• Data for review
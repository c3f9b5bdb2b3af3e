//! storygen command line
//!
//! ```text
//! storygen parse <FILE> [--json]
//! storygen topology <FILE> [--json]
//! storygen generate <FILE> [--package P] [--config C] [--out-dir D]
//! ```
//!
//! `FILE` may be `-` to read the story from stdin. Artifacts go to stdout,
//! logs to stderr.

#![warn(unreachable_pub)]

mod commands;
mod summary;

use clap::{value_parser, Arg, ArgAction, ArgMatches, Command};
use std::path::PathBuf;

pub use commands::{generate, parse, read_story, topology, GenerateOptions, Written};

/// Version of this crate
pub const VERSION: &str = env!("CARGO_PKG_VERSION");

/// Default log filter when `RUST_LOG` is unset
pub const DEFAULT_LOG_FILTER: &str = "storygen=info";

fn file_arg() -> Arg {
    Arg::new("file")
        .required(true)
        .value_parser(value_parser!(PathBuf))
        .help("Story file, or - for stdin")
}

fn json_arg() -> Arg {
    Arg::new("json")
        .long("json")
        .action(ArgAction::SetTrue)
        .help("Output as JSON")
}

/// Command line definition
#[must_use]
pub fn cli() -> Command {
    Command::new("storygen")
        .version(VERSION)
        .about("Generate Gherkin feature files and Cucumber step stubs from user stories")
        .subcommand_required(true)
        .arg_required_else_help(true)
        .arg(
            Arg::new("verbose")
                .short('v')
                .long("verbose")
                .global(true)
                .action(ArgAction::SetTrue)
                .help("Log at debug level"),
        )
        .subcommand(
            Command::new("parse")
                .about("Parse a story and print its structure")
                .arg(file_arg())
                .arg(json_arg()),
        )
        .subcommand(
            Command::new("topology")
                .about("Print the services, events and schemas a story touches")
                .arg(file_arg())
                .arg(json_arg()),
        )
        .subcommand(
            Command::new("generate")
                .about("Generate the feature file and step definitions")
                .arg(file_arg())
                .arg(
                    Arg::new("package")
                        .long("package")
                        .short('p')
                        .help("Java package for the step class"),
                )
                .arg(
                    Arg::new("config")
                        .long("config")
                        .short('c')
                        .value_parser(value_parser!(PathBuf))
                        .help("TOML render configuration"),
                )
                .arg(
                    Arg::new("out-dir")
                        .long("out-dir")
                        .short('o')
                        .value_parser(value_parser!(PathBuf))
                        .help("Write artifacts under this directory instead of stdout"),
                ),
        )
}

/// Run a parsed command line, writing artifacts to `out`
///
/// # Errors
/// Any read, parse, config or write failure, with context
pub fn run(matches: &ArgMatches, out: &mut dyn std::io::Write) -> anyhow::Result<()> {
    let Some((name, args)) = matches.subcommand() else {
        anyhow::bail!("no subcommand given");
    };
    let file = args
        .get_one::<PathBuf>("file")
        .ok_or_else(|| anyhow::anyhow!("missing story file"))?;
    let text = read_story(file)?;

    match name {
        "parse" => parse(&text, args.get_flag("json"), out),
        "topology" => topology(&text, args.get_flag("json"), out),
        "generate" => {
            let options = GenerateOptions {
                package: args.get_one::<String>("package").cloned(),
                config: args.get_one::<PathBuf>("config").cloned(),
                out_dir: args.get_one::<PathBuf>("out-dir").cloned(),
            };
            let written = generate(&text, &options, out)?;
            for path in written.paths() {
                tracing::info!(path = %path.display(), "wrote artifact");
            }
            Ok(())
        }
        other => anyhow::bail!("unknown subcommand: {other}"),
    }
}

* * *

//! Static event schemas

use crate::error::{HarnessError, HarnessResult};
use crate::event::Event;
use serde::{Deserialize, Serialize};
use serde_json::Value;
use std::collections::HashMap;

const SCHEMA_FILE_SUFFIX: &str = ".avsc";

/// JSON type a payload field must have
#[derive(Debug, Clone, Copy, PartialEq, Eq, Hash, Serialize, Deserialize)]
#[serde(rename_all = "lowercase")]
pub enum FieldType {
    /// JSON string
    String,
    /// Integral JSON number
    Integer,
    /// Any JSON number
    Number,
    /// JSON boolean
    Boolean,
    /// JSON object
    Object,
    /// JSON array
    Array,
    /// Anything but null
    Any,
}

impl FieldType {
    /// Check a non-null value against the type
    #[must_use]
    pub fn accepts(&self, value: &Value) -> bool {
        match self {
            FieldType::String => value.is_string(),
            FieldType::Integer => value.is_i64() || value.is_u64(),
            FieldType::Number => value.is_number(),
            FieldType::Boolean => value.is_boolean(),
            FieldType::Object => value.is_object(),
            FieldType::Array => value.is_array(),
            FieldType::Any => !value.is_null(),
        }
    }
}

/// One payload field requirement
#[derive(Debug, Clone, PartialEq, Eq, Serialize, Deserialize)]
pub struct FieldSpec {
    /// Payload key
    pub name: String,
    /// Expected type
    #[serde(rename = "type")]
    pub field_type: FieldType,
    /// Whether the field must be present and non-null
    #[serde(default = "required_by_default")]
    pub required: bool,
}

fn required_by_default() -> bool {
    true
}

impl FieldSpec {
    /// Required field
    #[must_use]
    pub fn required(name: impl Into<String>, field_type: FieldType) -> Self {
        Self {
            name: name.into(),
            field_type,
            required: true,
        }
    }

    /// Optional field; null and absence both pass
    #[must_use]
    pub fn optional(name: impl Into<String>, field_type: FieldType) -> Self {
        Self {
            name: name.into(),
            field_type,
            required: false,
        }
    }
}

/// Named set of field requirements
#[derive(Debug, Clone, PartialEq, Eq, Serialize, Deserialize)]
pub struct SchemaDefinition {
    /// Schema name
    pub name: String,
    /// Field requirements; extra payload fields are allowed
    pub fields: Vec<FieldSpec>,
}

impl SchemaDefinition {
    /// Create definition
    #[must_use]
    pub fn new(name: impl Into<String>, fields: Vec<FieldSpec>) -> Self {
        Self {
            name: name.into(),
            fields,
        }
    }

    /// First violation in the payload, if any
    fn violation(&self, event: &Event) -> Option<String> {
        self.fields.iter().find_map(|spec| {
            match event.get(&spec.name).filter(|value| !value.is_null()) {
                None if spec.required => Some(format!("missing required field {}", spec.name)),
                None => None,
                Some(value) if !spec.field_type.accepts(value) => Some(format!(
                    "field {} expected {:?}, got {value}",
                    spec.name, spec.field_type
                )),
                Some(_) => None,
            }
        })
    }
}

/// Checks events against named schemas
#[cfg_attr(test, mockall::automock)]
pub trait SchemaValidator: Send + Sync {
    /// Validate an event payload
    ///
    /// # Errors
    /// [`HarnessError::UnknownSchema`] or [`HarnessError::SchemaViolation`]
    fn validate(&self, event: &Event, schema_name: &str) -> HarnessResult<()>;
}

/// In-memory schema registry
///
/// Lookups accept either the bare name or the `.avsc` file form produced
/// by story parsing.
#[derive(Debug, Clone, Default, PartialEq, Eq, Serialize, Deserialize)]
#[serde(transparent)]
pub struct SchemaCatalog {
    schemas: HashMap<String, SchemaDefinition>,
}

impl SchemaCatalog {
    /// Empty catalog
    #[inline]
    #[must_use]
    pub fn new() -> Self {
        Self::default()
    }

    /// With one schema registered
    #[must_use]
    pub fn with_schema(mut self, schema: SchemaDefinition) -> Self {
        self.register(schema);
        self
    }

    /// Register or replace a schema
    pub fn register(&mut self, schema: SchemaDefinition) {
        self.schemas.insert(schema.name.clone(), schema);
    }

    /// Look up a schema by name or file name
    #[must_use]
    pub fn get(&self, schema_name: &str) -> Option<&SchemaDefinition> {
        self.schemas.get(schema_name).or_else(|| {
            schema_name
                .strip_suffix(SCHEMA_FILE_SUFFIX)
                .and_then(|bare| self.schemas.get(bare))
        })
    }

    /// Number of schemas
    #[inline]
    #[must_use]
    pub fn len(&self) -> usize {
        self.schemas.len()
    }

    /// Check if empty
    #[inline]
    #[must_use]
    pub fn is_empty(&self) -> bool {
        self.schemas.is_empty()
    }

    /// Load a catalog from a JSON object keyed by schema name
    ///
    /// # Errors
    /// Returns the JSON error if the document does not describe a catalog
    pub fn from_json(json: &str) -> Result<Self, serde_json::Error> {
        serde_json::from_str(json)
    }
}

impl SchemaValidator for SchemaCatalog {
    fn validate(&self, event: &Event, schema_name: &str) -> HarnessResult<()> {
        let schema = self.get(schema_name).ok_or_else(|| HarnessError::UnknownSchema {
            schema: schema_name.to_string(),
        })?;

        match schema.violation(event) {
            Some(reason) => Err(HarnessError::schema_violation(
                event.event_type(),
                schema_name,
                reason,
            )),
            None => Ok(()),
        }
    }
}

==

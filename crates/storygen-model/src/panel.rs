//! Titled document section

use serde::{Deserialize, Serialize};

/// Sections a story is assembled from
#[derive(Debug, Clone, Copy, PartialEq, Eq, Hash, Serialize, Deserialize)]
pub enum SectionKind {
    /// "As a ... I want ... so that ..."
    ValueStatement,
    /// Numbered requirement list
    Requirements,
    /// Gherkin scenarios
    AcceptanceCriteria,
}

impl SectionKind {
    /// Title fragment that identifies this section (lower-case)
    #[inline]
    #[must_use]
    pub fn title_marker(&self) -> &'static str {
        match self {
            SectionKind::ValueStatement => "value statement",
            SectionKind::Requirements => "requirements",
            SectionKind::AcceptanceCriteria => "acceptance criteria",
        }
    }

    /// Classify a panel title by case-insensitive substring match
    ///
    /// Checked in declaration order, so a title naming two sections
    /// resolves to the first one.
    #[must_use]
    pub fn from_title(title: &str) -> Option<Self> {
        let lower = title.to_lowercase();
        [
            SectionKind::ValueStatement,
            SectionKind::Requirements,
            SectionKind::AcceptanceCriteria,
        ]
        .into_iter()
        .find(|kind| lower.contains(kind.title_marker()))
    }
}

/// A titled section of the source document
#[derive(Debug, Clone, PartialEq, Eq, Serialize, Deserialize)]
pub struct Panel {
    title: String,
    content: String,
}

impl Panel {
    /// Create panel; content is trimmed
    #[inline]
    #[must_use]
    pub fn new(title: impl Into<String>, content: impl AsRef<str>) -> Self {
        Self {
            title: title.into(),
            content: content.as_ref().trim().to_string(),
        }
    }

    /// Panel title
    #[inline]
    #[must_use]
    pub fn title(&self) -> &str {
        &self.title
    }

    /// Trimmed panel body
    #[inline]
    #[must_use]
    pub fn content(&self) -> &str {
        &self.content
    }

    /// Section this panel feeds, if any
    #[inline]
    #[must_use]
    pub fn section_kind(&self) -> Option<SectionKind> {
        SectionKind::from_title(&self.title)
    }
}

• Brief
Your task is to find every line above containing the word "ArgAction" and copy it.

• Answer below
use clap::{value_parser, Arg, ArgAction, ArgMatches, Command};
        .action(ArgAction::SetTrue)
                .action(ArgAction::SetTrue)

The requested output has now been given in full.